§ Exercise
Search term "TypeBuilderHelpers": copy each line of the records that contains it.

§ Extracted information
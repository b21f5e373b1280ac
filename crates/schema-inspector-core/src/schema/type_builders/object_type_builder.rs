use crate::ast;
use crate::loc;
use crate::schema::FieldsContainer;
use crate::schema::ObjectType;
use crate::schema::SchemaBuildError;
use crate::schema::SchemaType;
use crate::schema::SchemaTypeKind;
use crate::schema::TypesMapBuilder;
use crate::schema::type_builders::TypeBuilder;
use crate::schema::type_builders::TypeBuilderHelpers;
use indexmap::IndexMap;
use inherent::inherent;
use std::path::Path;
use std::path::PathBuf;

type Result<T> = std::result::Result<T, SchemaBuildError>;

#[derive(Debug)]
pub(crate) struct ObjectTypeBuilder {
    extensions: Vec<(Option<PathBuf>, ast::schema::ObjectTypeExtension)>,
}
impl ObjectTypeBuilder {
    pub fn new() -> Self {
        Self {
            extensions: vec![],
        }
    }

    fn merge_type_extension(
        obj_type: &mut ObjectType,
        ext_file_path: Option<&Path>,
        ext: ast::schema::ObjectTypeExtension,
    ) -> Result<()> {
        let ext_loc: loc::SourceLocation =
            loc::FilePosition::from_pos(ext_file_path, ext.position).into();
        TypeBuilderHelpers::append_interface_refs(
            &mut obj_type.0.interfaces,
            &ext_loc,
            &ext.implements_interfaces,
        );
        TypeBuilderHelpers::append_fields(
            ext.name.as_str(),
            &mut obj_type.0.fields,
            ext_file_path,
            &ext.fields,
        )
    }
}

#[inherent]
impl TypeBuilder for ObjectTypeBuilder {
    type AstTypeDef = ast::schema::ObjectType;
    type AstTypeExtension = ast::schema::ObjectTypeExtension;

    pub(crate) fn finalize(mut self, types_builder: &mut TypesMapBuilder) -> Result<()> {
        for (ext_path, ext) in self.extensions.drain(..) {
            let ext_path = ext_path.as_deref();
            match types_builder.get_type_mut(ext.name.as_str()) {
                Some(SchemaType::Object(obj_type)) =>
                    Self::merge_type_extension(obj_type, ext_path, ext)?,

                Some(non_obj_type) =>
                    return Err(TypeBuilderHelpers::invalid_extension(
                        ext.name.as_str(),
                        non_obj_type,
                        SchemaTypeKind::Object,
                        ext_path,
                        ext.position,
                    )),

                None =>
                    return Err(TypeBuilderHelpers::undefined_extension(
                        ext.name.as_str(),
                        ext_path,
                        ext.position,
                    )),
            }
        }
        Ok(())
    }

    pub(crate) fn visit_type_def(
        &mut self,
        types_builder: &mut TypesMapBuilder,
        file_path: Option<&Path>,
        def: <Self as TypeBuilder>::AstTypeDef,
    ) -> Result<()> {
        let def_location: loc::SourceLocation =
            loc::FilePosition::from_pos(file_path, def.position).into();

        let mut fields = IndexMap::new();
        TypeBuilderHelpers::append_fields(
            def.name.as_str(),
            &mut fields,
            file_path,
            &def.fields,
        )?;

        let mut interfaces = vec![];
        TypeBuilderHelpers::append_interface_refs(
            &mut interfaces,
            &def_location,
            &def.implements_interfaces,
        );

        types_builder.add_new_type(
            def.name.as_str(),
            &def_location,
            SchemaType::Object(ObjectType(FieldsContainer {
                def_location: def_location.to_owned(),
                fields,
                interfaces,
                name: def.name.to_string(),
            })),
        )
    }

    pub(crate) fn visit_type_extension(
        &mut self,
        types_builder: &mut TypesMapBuilder,
        file_path: Option<&Path>,
        ext: <Self as TypeBuilder>::AstTypeExtension,
    ) -> Result<()> {
        match types_builder.get_type_mut(ext.name.as_str()) {
            Some(SchemaType::Object(obj_type)) =>
                Self::merge_type_extension(obj_type, file_path, ext),

            Some(non_obj_type) =>
                Err(TypeBuilderHelpers::invalid_extension(
                    ext.name.as_str(),
                    non_obj_type,
                    SchemaTypeKind::Object,
                    file_path,
                    ext.position,
                )),

            None => {
                self.extensions.push((file_path.map(Path::to_path_buf), ext));
                Ok(())
            },
        }
    }
}
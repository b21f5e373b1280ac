pub mod arguments;
pub(crate) mod ast;
pub mod controller;
pub mod host;
pub mod inspect;
pub mod loc;
mod named_ref;
pub mod report;
pub mod resolver;
pub mod schema;

pub use inspect::SchemaMappingInspector;
pub use named_ref::DerefByName;
pub use named_ref::DerefByNameError;
pub use named_ref::NamedRef;
pub use report::SchemaReport;
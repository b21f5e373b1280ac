use crate::loc;
use crate::schema::NamedSchemaTypeRef;
use crate::schema::SchemaField;
use indexmap::IndexMap;

/// The data shared by [`ObjectType`](crate::schema::ObjectType) and
/// [`InterfaceType`](crate::schema::InterfaceType): an ordered set of fields
/// and the interfaces the type declares it implements.
#[derive(Clone, Debug, PartialEq)]
pub struct FieldsContainer {
    pub(crate) def_location: loc::SourceLocation,
    pub(crate) fields: IndexMap<String, SchemaField>,
    pub(crate) interfaces: Vec<NamedSchemaTypeRef>,
    pub(crate) name: String,
}
impl FieldsContainer {
    pub fn def_location(&self) -> &loc::SourceLocation {
        &self.def_location
    }

    pub fn field(&self, name: &str) -> Option<&SchemaField> {
        self.fields.get(name)
    }

    /// The fields of this type, in the order they were declared in the schema.
    /// Fields added by a type extension follow the fields of the original
    /// definition.
    pub fn fields(&self) -> &IndexMap<String, SchemaField> {
        &self.fields
    }

    pub fn implements(&self, interface_name: &str) -> bool {
        self.interfaces.iter().any(|iface| iface.name() == interface_name)
    }

    pub fn interface_names(&self) -> Vec<&str> {
        self.interfaces.iter().map(|iface| iface.name()).collect()
    }

    pub fn name(&self) -> &str {
        self.name.as_str()
    }
}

§ Task result
use crate::schema::type_builders::TypeBuilderHelpers;
        TypeBuilderHelpers::append_interface_refs(
        TypeBuilderHelpers::append_fields(
                    return Err(TypeBuilderHelpers::invalid_extension(
                    return Err(TypeBuilderHelpers::undefined_extension(
        TypeBuilderHelpers::append_fields(
        TypeBuilderHelpers::append_interface_refs(
                Err(TypeBuilderHelpers::invalid_extension(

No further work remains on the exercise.